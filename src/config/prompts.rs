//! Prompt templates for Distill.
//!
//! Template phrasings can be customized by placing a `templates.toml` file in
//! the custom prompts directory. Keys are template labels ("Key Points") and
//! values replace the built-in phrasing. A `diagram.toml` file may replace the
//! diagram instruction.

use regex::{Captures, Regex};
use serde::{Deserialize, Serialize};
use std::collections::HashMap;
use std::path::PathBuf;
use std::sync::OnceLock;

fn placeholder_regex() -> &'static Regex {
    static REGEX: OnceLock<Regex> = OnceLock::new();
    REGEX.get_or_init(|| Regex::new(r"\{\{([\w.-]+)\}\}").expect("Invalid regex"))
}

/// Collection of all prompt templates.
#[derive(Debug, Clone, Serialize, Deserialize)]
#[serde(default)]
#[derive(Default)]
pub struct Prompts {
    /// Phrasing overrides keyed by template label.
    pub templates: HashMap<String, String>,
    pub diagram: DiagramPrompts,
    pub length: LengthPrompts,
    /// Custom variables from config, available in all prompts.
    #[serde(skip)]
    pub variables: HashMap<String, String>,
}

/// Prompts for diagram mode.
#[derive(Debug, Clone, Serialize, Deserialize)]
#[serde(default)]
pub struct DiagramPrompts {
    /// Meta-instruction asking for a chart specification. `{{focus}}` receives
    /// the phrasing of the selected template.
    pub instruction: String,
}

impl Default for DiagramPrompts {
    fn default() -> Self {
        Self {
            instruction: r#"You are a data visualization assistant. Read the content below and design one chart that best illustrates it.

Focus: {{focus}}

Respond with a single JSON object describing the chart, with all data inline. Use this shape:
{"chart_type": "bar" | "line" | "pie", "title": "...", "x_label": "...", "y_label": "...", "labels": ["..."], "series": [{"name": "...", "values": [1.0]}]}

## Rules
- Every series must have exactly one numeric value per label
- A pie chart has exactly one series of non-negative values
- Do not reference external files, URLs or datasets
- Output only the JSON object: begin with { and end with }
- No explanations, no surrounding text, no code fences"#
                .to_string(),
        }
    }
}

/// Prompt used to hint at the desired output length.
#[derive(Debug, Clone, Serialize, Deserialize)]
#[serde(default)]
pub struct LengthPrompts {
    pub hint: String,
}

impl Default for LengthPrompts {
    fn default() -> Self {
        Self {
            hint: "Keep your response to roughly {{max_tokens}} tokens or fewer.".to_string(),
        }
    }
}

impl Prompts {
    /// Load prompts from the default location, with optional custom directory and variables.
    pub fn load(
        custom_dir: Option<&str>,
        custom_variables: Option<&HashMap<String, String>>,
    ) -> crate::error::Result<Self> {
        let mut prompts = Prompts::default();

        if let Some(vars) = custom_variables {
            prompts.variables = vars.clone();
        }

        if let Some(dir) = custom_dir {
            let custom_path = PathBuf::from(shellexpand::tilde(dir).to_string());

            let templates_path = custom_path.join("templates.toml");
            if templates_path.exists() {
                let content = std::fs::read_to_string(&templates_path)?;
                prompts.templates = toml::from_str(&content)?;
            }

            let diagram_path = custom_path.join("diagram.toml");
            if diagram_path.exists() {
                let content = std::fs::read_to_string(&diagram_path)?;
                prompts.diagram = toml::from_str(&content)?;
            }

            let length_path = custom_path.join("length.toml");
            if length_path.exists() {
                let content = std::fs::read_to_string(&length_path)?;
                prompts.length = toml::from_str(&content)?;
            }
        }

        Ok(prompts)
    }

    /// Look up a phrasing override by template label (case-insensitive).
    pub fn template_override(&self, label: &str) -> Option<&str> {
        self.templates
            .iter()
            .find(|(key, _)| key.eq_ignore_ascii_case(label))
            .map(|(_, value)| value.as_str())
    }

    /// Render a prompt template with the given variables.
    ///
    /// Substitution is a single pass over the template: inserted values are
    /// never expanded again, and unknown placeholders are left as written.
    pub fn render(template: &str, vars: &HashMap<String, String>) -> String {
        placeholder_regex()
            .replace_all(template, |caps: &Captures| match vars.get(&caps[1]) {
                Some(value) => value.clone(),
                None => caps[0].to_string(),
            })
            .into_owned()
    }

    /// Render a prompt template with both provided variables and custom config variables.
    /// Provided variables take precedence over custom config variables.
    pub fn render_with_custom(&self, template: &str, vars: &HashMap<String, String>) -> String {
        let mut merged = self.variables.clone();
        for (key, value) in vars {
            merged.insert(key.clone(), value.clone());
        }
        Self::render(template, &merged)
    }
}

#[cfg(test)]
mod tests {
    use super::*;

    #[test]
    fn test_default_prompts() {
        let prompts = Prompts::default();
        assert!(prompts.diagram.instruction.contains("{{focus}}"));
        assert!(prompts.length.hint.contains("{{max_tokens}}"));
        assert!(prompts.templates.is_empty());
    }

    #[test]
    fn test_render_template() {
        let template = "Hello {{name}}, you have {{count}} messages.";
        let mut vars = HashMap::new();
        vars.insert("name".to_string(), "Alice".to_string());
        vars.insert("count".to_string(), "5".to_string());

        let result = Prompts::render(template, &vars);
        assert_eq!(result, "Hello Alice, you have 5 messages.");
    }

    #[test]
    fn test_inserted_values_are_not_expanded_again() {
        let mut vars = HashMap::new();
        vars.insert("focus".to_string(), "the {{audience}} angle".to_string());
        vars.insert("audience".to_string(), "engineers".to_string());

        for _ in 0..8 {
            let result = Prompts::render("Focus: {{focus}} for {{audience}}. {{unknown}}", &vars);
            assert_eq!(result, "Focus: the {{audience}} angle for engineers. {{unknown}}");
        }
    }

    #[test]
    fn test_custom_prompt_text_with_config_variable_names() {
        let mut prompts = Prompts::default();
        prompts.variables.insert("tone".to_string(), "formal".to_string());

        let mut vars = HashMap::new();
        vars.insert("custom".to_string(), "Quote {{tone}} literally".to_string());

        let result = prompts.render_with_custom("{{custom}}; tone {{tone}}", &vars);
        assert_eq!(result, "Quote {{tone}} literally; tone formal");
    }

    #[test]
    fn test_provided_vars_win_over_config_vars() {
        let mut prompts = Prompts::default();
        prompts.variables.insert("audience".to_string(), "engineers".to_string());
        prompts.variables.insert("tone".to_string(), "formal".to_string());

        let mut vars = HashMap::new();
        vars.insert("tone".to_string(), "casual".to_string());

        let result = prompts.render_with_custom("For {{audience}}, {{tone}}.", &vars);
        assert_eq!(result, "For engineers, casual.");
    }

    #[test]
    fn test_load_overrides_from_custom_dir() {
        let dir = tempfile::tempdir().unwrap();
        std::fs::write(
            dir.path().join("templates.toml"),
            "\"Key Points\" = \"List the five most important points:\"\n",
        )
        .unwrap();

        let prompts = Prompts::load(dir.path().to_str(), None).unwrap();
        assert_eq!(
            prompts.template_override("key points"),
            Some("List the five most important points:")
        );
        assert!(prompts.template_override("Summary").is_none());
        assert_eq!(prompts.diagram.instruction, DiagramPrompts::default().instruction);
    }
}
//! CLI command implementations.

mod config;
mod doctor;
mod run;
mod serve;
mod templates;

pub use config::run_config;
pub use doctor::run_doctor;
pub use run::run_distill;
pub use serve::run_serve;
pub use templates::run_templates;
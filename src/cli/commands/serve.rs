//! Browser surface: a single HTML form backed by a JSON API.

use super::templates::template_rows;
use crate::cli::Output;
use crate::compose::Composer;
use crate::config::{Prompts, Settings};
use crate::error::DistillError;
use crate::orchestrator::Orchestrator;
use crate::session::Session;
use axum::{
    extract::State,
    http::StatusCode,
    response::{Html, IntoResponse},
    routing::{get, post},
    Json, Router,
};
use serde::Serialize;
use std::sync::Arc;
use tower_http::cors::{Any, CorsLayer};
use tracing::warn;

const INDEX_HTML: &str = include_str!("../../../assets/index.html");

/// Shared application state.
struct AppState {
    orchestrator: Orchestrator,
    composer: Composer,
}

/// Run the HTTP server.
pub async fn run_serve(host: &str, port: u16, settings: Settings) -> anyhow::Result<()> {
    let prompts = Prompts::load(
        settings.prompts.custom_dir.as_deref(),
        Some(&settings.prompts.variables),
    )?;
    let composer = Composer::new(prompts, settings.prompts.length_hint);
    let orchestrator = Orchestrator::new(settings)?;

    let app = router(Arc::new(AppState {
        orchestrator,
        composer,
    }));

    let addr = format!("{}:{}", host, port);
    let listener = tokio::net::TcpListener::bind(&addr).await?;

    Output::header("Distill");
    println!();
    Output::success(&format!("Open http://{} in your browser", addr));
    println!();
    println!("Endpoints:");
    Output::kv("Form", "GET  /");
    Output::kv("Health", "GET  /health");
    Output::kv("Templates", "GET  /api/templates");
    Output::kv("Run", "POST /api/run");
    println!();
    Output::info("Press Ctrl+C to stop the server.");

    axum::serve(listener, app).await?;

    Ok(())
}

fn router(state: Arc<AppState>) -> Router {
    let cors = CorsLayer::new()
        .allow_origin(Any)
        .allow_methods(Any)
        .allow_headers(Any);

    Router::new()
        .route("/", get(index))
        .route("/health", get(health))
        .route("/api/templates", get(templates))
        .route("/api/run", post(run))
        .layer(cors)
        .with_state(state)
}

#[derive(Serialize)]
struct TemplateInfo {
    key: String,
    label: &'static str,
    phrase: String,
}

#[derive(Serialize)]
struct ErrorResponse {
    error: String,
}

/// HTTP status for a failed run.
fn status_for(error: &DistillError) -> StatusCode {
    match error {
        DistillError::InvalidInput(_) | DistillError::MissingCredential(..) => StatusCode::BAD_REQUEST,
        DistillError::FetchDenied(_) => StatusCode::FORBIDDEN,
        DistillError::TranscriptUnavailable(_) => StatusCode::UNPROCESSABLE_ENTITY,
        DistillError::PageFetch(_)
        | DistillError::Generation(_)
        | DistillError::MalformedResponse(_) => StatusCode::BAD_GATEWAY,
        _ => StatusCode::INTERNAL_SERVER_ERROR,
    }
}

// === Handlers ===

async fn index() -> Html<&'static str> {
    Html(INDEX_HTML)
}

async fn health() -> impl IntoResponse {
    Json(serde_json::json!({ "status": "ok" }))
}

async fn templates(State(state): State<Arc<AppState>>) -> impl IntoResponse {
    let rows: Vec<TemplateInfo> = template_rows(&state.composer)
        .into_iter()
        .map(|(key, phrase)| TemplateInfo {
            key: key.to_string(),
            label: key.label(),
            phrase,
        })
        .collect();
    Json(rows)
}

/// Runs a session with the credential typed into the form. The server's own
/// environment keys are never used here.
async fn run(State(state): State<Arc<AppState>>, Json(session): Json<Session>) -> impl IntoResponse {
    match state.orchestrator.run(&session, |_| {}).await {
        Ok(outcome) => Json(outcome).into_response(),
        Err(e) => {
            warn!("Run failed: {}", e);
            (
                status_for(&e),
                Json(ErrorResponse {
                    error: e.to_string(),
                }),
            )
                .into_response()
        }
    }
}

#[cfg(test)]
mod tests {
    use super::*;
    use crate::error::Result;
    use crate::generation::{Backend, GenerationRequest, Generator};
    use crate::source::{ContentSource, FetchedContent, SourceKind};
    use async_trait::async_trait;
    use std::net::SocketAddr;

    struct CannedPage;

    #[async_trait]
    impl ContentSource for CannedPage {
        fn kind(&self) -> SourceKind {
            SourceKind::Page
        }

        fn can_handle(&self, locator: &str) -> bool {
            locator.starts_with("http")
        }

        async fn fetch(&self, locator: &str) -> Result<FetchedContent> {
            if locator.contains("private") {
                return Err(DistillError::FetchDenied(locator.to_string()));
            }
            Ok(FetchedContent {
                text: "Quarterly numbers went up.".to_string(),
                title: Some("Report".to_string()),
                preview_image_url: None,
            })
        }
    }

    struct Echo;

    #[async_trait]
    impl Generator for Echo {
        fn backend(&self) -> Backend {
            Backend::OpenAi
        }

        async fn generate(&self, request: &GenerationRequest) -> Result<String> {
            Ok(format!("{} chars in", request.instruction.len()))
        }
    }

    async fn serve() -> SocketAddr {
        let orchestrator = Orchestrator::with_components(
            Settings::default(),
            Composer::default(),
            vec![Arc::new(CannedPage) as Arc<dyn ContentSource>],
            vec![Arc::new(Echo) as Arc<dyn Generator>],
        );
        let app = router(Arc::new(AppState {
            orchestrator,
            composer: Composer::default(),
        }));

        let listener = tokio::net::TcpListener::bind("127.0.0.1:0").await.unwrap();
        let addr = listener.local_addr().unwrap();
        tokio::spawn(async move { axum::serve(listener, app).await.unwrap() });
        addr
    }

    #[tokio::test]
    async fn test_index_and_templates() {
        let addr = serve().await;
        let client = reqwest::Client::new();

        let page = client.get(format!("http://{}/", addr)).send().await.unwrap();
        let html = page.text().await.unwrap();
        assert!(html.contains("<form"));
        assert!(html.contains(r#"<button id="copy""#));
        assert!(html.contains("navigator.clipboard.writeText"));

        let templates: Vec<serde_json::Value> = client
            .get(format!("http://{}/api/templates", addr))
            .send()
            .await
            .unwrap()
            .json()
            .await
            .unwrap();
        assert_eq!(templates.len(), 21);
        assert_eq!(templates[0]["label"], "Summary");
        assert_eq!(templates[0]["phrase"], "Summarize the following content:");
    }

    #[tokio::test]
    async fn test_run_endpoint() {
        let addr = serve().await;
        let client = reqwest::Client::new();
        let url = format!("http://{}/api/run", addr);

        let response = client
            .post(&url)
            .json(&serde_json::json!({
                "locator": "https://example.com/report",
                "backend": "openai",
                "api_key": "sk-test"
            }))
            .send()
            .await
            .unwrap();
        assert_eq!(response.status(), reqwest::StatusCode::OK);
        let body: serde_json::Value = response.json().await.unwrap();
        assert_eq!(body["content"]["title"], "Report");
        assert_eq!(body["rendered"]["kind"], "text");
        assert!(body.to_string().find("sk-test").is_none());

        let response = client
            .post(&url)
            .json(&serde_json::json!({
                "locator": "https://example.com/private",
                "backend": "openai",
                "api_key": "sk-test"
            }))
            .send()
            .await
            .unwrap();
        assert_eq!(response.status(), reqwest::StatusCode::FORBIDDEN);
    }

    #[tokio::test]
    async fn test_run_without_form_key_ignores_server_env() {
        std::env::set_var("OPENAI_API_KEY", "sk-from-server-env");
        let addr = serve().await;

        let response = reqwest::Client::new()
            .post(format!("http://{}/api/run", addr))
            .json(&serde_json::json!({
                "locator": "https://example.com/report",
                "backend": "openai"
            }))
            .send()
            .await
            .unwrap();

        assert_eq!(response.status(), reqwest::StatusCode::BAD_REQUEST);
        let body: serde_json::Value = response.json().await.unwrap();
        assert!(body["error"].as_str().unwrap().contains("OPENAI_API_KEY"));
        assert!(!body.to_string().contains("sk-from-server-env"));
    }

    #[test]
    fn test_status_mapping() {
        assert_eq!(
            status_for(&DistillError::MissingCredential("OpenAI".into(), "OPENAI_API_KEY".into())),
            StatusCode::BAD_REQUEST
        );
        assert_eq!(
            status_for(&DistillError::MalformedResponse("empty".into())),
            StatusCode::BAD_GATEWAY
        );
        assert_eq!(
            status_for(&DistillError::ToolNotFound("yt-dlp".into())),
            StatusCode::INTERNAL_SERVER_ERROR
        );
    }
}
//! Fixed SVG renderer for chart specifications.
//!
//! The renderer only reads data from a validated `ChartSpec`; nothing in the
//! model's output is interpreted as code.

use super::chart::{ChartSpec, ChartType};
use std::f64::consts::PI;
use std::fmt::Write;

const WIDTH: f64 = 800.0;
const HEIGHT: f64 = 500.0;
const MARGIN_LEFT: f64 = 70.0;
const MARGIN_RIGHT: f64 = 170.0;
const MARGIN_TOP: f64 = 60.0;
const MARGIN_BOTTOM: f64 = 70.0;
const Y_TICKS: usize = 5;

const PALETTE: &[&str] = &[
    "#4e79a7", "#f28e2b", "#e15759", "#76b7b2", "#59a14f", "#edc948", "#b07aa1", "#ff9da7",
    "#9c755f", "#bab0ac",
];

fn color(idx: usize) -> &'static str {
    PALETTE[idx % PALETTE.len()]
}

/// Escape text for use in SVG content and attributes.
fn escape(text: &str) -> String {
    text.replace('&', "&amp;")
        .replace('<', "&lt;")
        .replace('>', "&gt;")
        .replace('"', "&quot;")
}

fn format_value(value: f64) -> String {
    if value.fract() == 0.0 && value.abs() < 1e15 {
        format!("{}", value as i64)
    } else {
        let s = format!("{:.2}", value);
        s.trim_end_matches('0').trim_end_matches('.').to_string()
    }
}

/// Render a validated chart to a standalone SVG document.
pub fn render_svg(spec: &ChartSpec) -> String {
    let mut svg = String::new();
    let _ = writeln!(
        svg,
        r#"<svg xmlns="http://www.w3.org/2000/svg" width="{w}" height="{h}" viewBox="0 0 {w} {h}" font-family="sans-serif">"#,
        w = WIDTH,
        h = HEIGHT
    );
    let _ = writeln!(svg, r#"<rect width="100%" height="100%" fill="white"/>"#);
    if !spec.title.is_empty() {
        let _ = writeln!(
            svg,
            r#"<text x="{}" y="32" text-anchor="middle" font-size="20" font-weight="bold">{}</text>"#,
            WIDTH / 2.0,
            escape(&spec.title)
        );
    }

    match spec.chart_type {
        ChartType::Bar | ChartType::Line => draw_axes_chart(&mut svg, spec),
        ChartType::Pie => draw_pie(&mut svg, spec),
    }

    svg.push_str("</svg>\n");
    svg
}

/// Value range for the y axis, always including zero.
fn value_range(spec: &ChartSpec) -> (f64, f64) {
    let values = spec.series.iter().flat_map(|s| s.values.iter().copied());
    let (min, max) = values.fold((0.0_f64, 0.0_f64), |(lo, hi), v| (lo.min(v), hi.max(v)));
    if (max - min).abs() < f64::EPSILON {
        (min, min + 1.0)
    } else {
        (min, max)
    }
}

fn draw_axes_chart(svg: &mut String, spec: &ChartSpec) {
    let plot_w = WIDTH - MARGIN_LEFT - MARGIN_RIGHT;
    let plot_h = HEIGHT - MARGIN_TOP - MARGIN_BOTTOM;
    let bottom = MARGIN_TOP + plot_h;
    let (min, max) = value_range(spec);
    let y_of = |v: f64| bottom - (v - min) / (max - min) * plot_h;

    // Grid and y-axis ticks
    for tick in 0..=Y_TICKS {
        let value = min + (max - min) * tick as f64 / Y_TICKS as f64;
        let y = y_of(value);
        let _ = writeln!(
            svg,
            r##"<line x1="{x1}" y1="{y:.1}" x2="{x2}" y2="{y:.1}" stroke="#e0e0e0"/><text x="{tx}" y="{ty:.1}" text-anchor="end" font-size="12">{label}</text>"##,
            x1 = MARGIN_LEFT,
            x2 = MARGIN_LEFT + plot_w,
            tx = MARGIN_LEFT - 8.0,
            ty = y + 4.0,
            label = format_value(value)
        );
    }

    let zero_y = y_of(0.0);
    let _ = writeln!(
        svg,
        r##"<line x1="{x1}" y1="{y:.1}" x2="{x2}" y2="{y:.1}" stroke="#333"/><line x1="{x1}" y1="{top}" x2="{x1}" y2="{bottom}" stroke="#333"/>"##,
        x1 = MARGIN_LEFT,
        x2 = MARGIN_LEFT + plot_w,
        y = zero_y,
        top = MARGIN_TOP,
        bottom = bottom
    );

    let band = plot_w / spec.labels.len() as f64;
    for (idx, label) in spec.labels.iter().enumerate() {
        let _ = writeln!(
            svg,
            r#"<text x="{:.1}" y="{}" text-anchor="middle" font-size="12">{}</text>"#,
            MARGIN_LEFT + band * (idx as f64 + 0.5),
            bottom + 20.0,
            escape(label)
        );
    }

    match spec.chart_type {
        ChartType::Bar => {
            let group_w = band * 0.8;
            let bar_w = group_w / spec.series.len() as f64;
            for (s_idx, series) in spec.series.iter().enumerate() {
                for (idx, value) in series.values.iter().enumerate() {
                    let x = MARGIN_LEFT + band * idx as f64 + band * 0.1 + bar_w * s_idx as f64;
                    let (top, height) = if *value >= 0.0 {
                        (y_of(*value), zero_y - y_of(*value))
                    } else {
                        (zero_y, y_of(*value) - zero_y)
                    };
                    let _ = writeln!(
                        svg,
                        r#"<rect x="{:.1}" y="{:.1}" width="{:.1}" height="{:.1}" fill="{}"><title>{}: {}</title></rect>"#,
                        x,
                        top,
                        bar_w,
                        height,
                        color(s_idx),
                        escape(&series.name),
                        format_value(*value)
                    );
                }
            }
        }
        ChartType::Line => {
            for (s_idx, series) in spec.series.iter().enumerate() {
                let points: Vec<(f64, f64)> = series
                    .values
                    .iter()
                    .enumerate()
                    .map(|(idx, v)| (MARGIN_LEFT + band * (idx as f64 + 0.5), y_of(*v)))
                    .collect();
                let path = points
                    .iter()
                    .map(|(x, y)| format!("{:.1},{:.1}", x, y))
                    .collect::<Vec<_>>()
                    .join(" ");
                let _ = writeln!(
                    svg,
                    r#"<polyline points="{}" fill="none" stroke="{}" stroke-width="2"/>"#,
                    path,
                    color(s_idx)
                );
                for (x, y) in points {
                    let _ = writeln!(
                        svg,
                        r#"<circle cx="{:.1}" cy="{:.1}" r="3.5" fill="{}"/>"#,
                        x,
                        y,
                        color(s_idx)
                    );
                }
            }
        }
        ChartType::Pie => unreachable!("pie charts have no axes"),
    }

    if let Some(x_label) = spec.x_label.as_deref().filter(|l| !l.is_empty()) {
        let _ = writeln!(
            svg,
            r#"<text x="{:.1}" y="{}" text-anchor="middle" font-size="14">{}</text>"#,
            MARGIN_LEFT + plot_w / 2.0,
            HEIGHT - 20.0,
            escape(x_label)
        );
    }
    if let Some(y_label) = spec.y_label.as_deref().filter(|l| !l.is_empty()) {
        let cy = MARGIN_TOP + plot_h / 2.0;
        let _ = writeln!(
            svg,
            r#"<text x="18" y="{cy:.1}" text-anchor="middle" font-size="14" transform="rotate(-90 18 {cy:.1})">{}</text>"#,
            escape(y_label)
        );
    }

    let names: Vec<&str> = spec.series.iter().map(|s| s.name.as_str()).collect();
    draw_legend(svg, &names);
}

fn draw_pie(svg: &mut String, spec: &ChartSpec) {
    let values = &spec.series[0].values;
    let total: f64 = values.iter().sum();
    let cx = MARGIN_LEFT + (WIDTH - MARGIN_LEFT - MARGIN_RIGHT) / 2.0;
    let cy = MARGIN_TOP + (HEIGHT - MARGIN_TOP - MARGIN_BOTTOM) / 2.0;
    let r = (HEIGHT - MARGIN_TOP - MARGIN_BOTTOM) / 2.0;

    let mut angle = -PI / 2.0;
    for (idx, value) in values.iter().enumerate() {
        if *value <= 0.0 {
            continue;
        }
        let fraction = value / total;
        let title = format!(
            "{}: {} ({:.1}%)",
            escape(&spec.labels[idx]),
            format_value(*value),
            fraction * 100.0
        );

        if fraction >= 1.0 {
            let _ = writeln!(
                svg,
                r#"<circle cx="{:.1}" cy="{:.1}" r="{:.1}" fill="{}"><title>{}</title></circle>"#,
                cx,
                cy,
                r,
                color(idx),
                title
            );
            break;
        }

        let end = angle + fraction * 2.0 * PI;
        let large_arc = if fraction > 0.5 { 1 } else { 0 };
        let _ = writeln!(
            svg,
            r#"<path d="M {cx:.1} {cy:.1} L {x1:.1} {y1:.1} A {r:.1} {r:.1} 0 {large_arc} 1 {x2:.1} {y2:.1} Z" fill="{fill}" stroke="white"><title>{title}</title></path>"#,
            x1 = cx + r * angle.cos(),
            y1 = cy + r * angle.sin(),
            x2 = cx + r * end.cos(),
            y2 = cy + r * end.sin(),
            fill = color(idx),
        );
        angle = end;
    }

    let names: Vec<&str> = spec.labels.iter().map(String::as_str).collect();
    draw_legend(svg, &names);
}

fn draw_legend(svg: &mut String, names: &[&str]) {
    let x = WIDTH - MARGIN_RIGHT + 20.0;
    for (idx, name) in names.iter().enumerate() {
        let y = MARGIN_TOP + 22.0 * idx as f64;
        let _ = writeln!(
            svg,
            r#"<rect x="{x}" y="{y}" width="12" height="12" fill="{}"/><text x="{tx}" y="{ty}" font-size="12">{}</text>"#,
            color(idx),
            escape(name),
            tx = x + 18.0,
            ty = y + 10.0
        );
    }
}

□ □ □ □ □ □ □

■ **What to work on**
Show the lines above with "band".

■ **Written reply**
    let band = plot_w / spec.labels.len() as f64;
            MARGIN_LEFT + band * (idx as f64 + 0.5),
            let group_w = band * 0.8;
                    let x = MARGIN_LEFT + band * idx as f64 + band * 0.1 + bar_w * s_idx as f64;
                    .map(|(idx, v)| (MARGIN_LEFT + band * (idx as f64 + 0.5), y_of(*v)))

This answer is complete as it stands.